Share

Bab 2

Author: Puspita
last update Last Updated: 2025-06-17 06:46:10

Setelah usahanya sia-sia, akhirnya dia menyerah. "Baiklah, besok pagi-pagi kamu harus sudah pergi! Dan ingat, jangan bawa barang berharga dari sini. Semua yang ada di sini itu milik Tama!"

"Aku akan pulang ke rumahku dengan diantar Mas Tama. Itulah yang akan terjadi, karena jika tidak, aku takkan keluar dari rumah ini."

"Dasar keras kepala!" Mama mertua nampak kesal.

"Bukan aku yang keras kepala, tapi Mama yang aneh. Kenapa ngotot banget aku harus pergi sekarang. Memang apa yang Mama rencanakan?"
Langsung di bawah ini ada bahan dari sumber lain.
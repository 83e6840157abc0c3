//! Default tree construction.
//!
//! The simulated filesystem is derived from the portfolio data providers
//! so `cat` output and the info commands never disagree.

use termfolio_data::{Profile, Project, SkillCategory, fluency_bar};

use crate::{Entry, Vfs};

/// Build the default home tree from the portfolio data.
pub fn seed_default(
    profile: &Profile,
    projects: &[Project],
    skills: &[SkillCategory],
    owner: &str,
) -> Vfs {
    let mut vfs = Vfs::new();

    let mut home = vec![
        Entry::file("about.txt", owner, profile.bio.long.clone()),
        Entry::directory("projects", owner),
        Entry::directory("experience", owner),
        Entry::directory("education", owner),
        Entry::file("skills.json", owner, skills_json(skills)),
        Entry::executable("contact.sh", owner, contact_script(profile)),
        Entry::file("languages.dat", owner, languages_dat(profile)),
        Entry::file("interests.log", owner, interests_log(profile)),
        Entry::hidden(".matrix", owner, MATRIX_DUMP.to_string()),
        Entry::hidden(".secret", owner, secret_note(profile)),
    ];
    home.sort_by(|a, b| a.name.cmp(&b.name));
    vfs.insert_dir("~", home);

    let mut project_entries: Vec<Entry> = projects
        .iter()
        .map(|p| Entry::directory(&p.slug, owner))
        .collect();
    if let Some(latest) = projects.first() {
        project_entries.push(Entry::link("latest", owner, &latest.slug));
    }
    vfs.insert_dir("~/projects", project_entries);

    for p in projects {
        vfs.insert_dir(
            &format!("~/projects/{}", p.slug),
            vec![
                Entry::file("README.md", owner, project_readme(p)),
                Entry::file("phases.txt", owner, project_phases(p)),
                Entry::file("links.txt", owner, project_links(p)),
            ],
        );
    }

    vfs.insert_dir(
        "~/experience",
        profile
            .experience
            .iter()
            .map(|job| {
                Entry::file(
                    &format!("{}.log", slugify(&job.company)),
                    owner,
                    format!(
                        "{} @ {}\n{}\n\n{}\nStack: {}",
                        job.position,
                        job.company,
                        termfolio_data::format_date_range(&job.start_date, job.end_date.as_deref()),
                        job.description,
                        job.technologies.join(", ")
                    ),
                )
            })
            .collect(),
    );

    vfs.insert_dir(
        "~/education",
        profile
            .education
            .iter()
            .map(|school| {
                Entry::file(
                    &format!("{}.txt", slugify(&school.degree)),
                    owner,
                    format!(
                        "{}\n{}\n{}\n\n{}",
                        school.institution,
                        school.degree,
                        termfolio_data::format_date_range(&school.start_date, Some(&school.end_date)),
                        school.description
                    ),
                )
            })
            .collect(),
    );

    log::debug!("seeded VFS with {} project directories", projects.len());
    vfs
}

fn slugify(text: &str) -> String {
    text.to_lowercase()
        .chars()
        .map(|c| if c.is_alphanumeric() { c } else { '-' })
        .collect::<String>()
        .split('-')
        .filter(|s| !s.is_empty())
        .collect::<Vec<_>>()
        .join("-")
}

fn skills_json(skills: &[SkillCategory]) -> String {
    let mut out = String::from("{\n");
    for (i, cat) in skills.iter().enumerate() {
        let names: Vec<String> = cat
            .skills
            .iter()
            .map(|s| format!("\"{}\"", s.name))
            .collect();
        out.push_str(&format!(
            "  \"{}\": [{}]{}\n",
            cat.category.to_lowercase(),
            names.join(", "),
            if i + 1 < skills.len() { "," } else { "" }
        ));
    }
    out.push('}');
    out
}

fn contact_script(profile: &Profile) -> String {
    let mut out = String::from(
        "#!/bin/bash\necho \"Initializing contact protocol...\"\nsleep 1\n\
         echo \"Establishing secure connection...\"\nsleep 1\n\
         echo \"Connection established!\"\n",
    );
    out.push_str(&format!("echo \"Email: {}\"\n", profile.basics.email));
    for s in &profile.social {
        out.push_str(&format!("echo \"{}: {}\"\n", s.network, s.url));
    }
    out.push_str(&format!("open mailto:{}", profile.basics.email));
    out
}

fn languages_dat(profile: &Profile) -> String {
    profile
        .languages
        .iter()
        .map(|l| {
            format!(
                "{:<10}: {:<12} {}",
                l.language,
                l.fluency,
                fluency_bar(&l.fluency)
            )
        })
        .collect::<Vec<_>>()
        .join("\n")
}

fn interests_log(profile: &Profile) -> String {
    profile
        .interests
        .iter()
        .map(|i| format!("- {i}"))
        .collect::<Vec<_>>()
        .join("\n")
}

const MATRIX_DUMP: &str = "\
0010111011100011010101000010101010111001101010011101
1011001101010101001011101010011101010100110101010101
0101010001101010101000010101010111010101100110101010
0110101010101011001101010101010110101010100110010110
0101010101010010101010101110011010101010110101010101
1010110101110101010101010100110101010101011001101010

Matrix protocol ready. Use 'matrix' command to activate.";

fn secret_note(profile: &Profile) -> String {
    format!(
        "Congratulations {}! You found the hidden file.\n\
         Special debug commands:\n\
         /crash - Trigger a fake terminal crash\n\
         /matrix - Start Matrix effect\n\
         /glitch - Add glitch effects to terminal\n\
         /hack - Initiate fake hacking sequence",
        profile.basics.name
    )
}

fn project_readme(p: &Project) -> String {
    format!("# {}\n\n{}\n\nTags: {}", p.title, p.description, p.tags.join(", "))
}

fn project_phases(p: &Project) -> String {
    p.process
        .iter()
        .enumerate()
        .map(|(i, phase)| {
            format!(
                "[{}] {} ({}): {}",
                i + 1,
                phase.phase,
                phase.duration,
                phase.description
            )
        })
        .collect::<Vec<_>>()
        .join("\n")
}

fn project_links(p: &Project) -> String {
    format!("Demo: {}\nGitHub: {}", p.demo_url, p.github_url)
}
Mama mertua tergelak. "Eh, semakin kurang ajar kamu. Menuduhku merencanakan sesuatu. Nggak ada yang kurencanakan. Aku hanya ingin Tama berpisah denganmu, dan menikah lagi dengan wanita yang mampu memberikan keturunan."

"Semoga keinginannya terkabul ya, Ma. Sekarang Mama istirahat. Aku juga akan istirahat, karena besok aku harus melakukan perjalanan. Udah ya, Mama tenang saja. Aku pasti akan pergi."

"Tidak akan ada yang pergi. Aku akan merujukmu." Tiba-tiba Mas Tama sudah berada di belakang ibunya. Percaya diri amat dia mengatakan itu. Bukannya pantang baginya menjilat ludah sendiri? Lalu apa yang dikatakan barusan?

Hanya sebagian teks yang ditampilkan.